#### Problem statement
Starting at the line that has "distributed under the" and stopping after the line that has "engine and any", reproduce the listing below exactly; omit everything else.

#### Records for this task
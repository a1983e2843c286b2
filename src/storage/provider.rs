/*
 * Copyright 2019-2020 Wren Powell
 *
 * Licensed under the Apache License, Version 2.0 (the "License");
 * you may not use this file except in compliance with the License.
 * You may obtain a copy of the License at
 *
 *     http://www.apache.org/licenses/LICENSE-2.0
 *
 * Unless required by applicable law or agreed to in writing, software
 * distributed under the License is distributed on an "AS IS" BASIS,
 * WITHOUT WARRANTIES OR CONDITIONS OF ANY KIND, either express or implied.
 * See the License for the specific language governing permissions and
 * limitations under the License.
 */

use crate::error::Error;
use crate::Result;

/// An opaque key-value byte store.
///
/// A `StorageProvider` is the sole boundary between the engine and any
/// backend: a local directory, an in-memory map, or (by implementing this
/// trait outside this crate) an object store. Keys are forward-slash
/// delimited path strings; values are immutable byte sequences.
///
/// `CacheLayer` is itself a `StorageProvider`, so providers compose: a chain
/// of caches can sit in front of a slow, authoritative backend.
pub trait StorageProvider: Send + Sync {
    /// Return the full value stored at `key`.
    ///
    /// # Errors
    /// - `Error::KeyNotFound` if no value is stored at `key`.
    /// - `Error::PathIsDirectory` if `key` resolves to a non-leaf container.
    fn get(&self, key: &str) -> Result<Vec<u8>>;

    /// Return the values stored at each of `keys`, in the same order.
    ///
    /// The default implementation calls `get` once per key. Implementations
    /// backed by slow storage should override this to fetch in parallel.
    fn get_many(&self, keys: &[String]) -> Result<Vec<Vec<u8>>> {
        keys.iter().map(|key| self.get(key)).collect()
    }

    /// Return `length` bytes starting at `offset` within the value stored
    /// at `key`.
    ///
    /// # Errors
    /// - `Error::KeyNotFound` if no value is stored at `key`.
    /// - `Error::OutOfRange` if `offset + length` exceeds the stored length.
    fn get_bytes(&self, key: &str, offset: u64, length: u64) -> Result<Vec<u8>> {
        let value = self.get(key)?;
        let end = offset
            .checked_add(length)
            .filter(|&end| end <= value.len() as u64)
            .ok_or(Error::OutOfRange {
                offset,
                length,
                actual_len: value.len() as u64,
            })?;
        Ok(value[offset as usize..end as usize].to_vec())
    }

    /// Overwrite the value stored at `key`, creating parent containers as
    /// needed.
    ///
    /// # Errors
    /// - `Error::LeafAtContainerPath` if a parent of `key` is itself a leaf
    ///   value.
    fn set(&self, key: &str, value: Vec<u8>) -> Result<()>;

    /// Write `value` into the value stored at `key`, starting at `offset`.
    ///
    /// When `overwrite` is `false` and no value is currently stored at
    /// `key`, the value is zero-padded up to `offset` before `value` is
    /// written; this lets a partial write extend a sparse key. When
    /// `overwrite` is `true`, this behaves like `set` applied to the
    /// spliced byte range.
    fn set_bytes(&self, key: &str, value: &[u8], offset: u64, overwrite: bool) -> Result<()> {
        let mut current = if overwrite {
            Vec::new()
        } else {
            match self.get(key) {
                Ok(bytes) => bytes,
                Err(Error::KeyNotFound(_)) => vec![0u8; offset as usize],
                Err(error) => return Err(error),
            }
        };

        let end = offset as usize + value.len();
        if current.len() < end {
            current.resize(end, 0u8);
        }
        current[offset as usize..end].copy_from_slice(value);
        self.set(key, current)
    }

    /// Remove the value stored at `key`.
    ///
    /// # Errors
    /// - `Error::KeyNotFound` if no value is stored at `key`.
    fn delete(&self, key: &str) -> Result<()>;

    /// Return every key currently stored by this provider.
    ///
    /// The order is unspecified but stable within a single call.
    fn keys(&self) -> Result<Vec<String>>;

    /// Return the number of keys stored by this provider.
    fn len(&self) -> Result<usize> {
        Ok(self.keys()?.len())
    }

    /// Return whether this provider stores no keys.
    fn is_empty(&self) -> Result<bool> {
        Ok(self.len()? == 0)
    }

    /// Persist any buffered writes to durable storage.
    ///
    /// This is a no-op for providers that are not caches.
    fn flush(&self) -> Result<()> {
        Ok(())
    }

    /// Flush, then drop any cached entries this provider holds.
    ///
    /// This is a no-op for providers that are not caches. A `CacheLayer`
    /// overrides this to flush and empty its own `cache_storage`, then
    /// propagate the call to `next_storage`.
    fn clear_cache(&self) -> Result<()> {
        self.flush()
    }

    /// Delete every key stored by this provider.
    ///
    /// This is destructive and irreversible.
    fn clear(&self) -> Result<()> {
        for key in self.keys()? {
            self.delete(&key)?;
        }
        Ok(())
    }
}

#### Your solution
 * distributed under the License is distributed on an "AS IS" BASIS,
 * WITHOUT WARRANTIES OR CONDITIONS OF ANY KIND, either express or implied.
 * See the License for the specific language governing permissions and
 * limitations under the License.
 */

use crate::error::Error;
use crate::Result;

/// An opaque key-value byte store.
///
/// A `StorageProvider` is the sole boundary between the engine and any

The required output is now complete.